J-M Farms seeks reliable, detail-oriented candidates who are curious about the mushroom-growing process. Banks said she believes OSU graduates fill that bill and said J-M Farms offers a great career path for Oklahomans who want to stay local.
Elroy fits that description of a great job candidate, she said: “She pays a lot of attention to what’s going on. She demonstrated an understanding of the layout of the food safety program.”
Elroy credits that understanding to the experiences she had in FAPC at OSU. While working with the Department of Animal and Food Sciences Research Scholars Program during her freshman year, she conducted research in FAPC on different products and baked goods.
“Getting to work inside ... FAPC really helped me understand the industry,” Elroy said. “All of the different things they offer teach students valuable lessons.”
Students get hands-on experience in FAPC that prepares them for careers in food science. The processing floor, housed on the second level of the building, allows students to work with industry professionals on everything from meat and dairy processing to product and recipe development.
“They come here and get experience while they’re students,” said Mandy Gross, FAPC communications services manager. “When they’re ready to graduate and get a job, they already have that real-world experience.”

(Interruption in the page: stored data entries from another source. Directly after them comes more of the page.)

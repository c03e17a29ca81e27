//! ProjectMember Custom Resource Definition

use crate::id_or_path::IdOrPath;
use crate::managed::{ManagedStatus, ResourceSpec};
use crate::shared::{MemberObservation, MemberParameters};
use kube::CustomResource;
use schemars::JsonSchema;
use serde::{Deserialize, Serialize};

/// ProjectMemberSpec grants a user access to a project
#[derive(CustomResource, Debug, Clone, Serialize, Deserialize, JsonSchema)]
#[kube(
    group = "gitlab.microscaler.io",
    version = "v1alpha1",
    kind = "ProjectMember",
    namespaced,
    status = "ProjectMemberStatus"
)]
#[serde(rename_all = "camelCase")]
pub struct ProjectMemberSpec {
    pub for_provider: ProjectMemberParameters,

    #[serde(flatten)]
    pub resource_spec: ResourceSpec,
}

/// Project member parameters
#[derive(Debug, Clone, Serialize, Deserialize, JsonSchema, PartialEq, Default)]
#[serde(rename_all = "camelCase")]
pub struct ProjectMemberParameters {
    /// Project ID or full path
    #[serde(rename = "projectID", default, skip_serializing_if = "Option::is_none")]
    pub project_id: Option<IdOrPath>,

    #[serde(flatten)]
    pub member: MemberParameters,
}

pub type ProjectMemberStatus = ManagedStatus<MemberObservation>;

crate::managed_resource!(ProjectMember, ProjectMemberParameters, MemberObservation);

Virgil Jurgensmeyer, one of the founders and the chief executive officer of J-M Farms, is closely involved with FAPC. As one of the original members of FAPC’s Industry Advisory Committee (IAC), he helped start the food safety program at the university.
The program began in April 2015, after an initial IAC donation of $1 million.
It is one of few food safety programs in the United States. The program combines knowledge of food science with critical issues relating to food safety, government regulations and food safety programs and certifications.
Students in the program earn certificates in the Hazard Analysis and Critical Control Points and Global Food Safety Initiatives programs, giving OSU students an advantage that few other graduates have.
Graduates are ready to enter the workforce as food safety specialists, quality assurance supervisors or food safety and quality auditors. Through her food safety courses with Jadeja, Elroy earned a handful of these certifications that helped her land the position at J-M Farms.
FAPC has a long-term relationship with J-M Farms, serving as a valuable resource for the company, providing food safety assistance and researching and developing new products.
“I feel honored to work for an Oklahoma company like J-M Farms,” Elroy said. “I think it’s really neat that I will have a part in making sure people’s food is safe. This is the food people are feeding their families.”
Elroy is ready to give back to Oklahoma and its people. And while she will always have her OSU family in Stillwater, she is eager to learn and grow with her new J-M Farms family.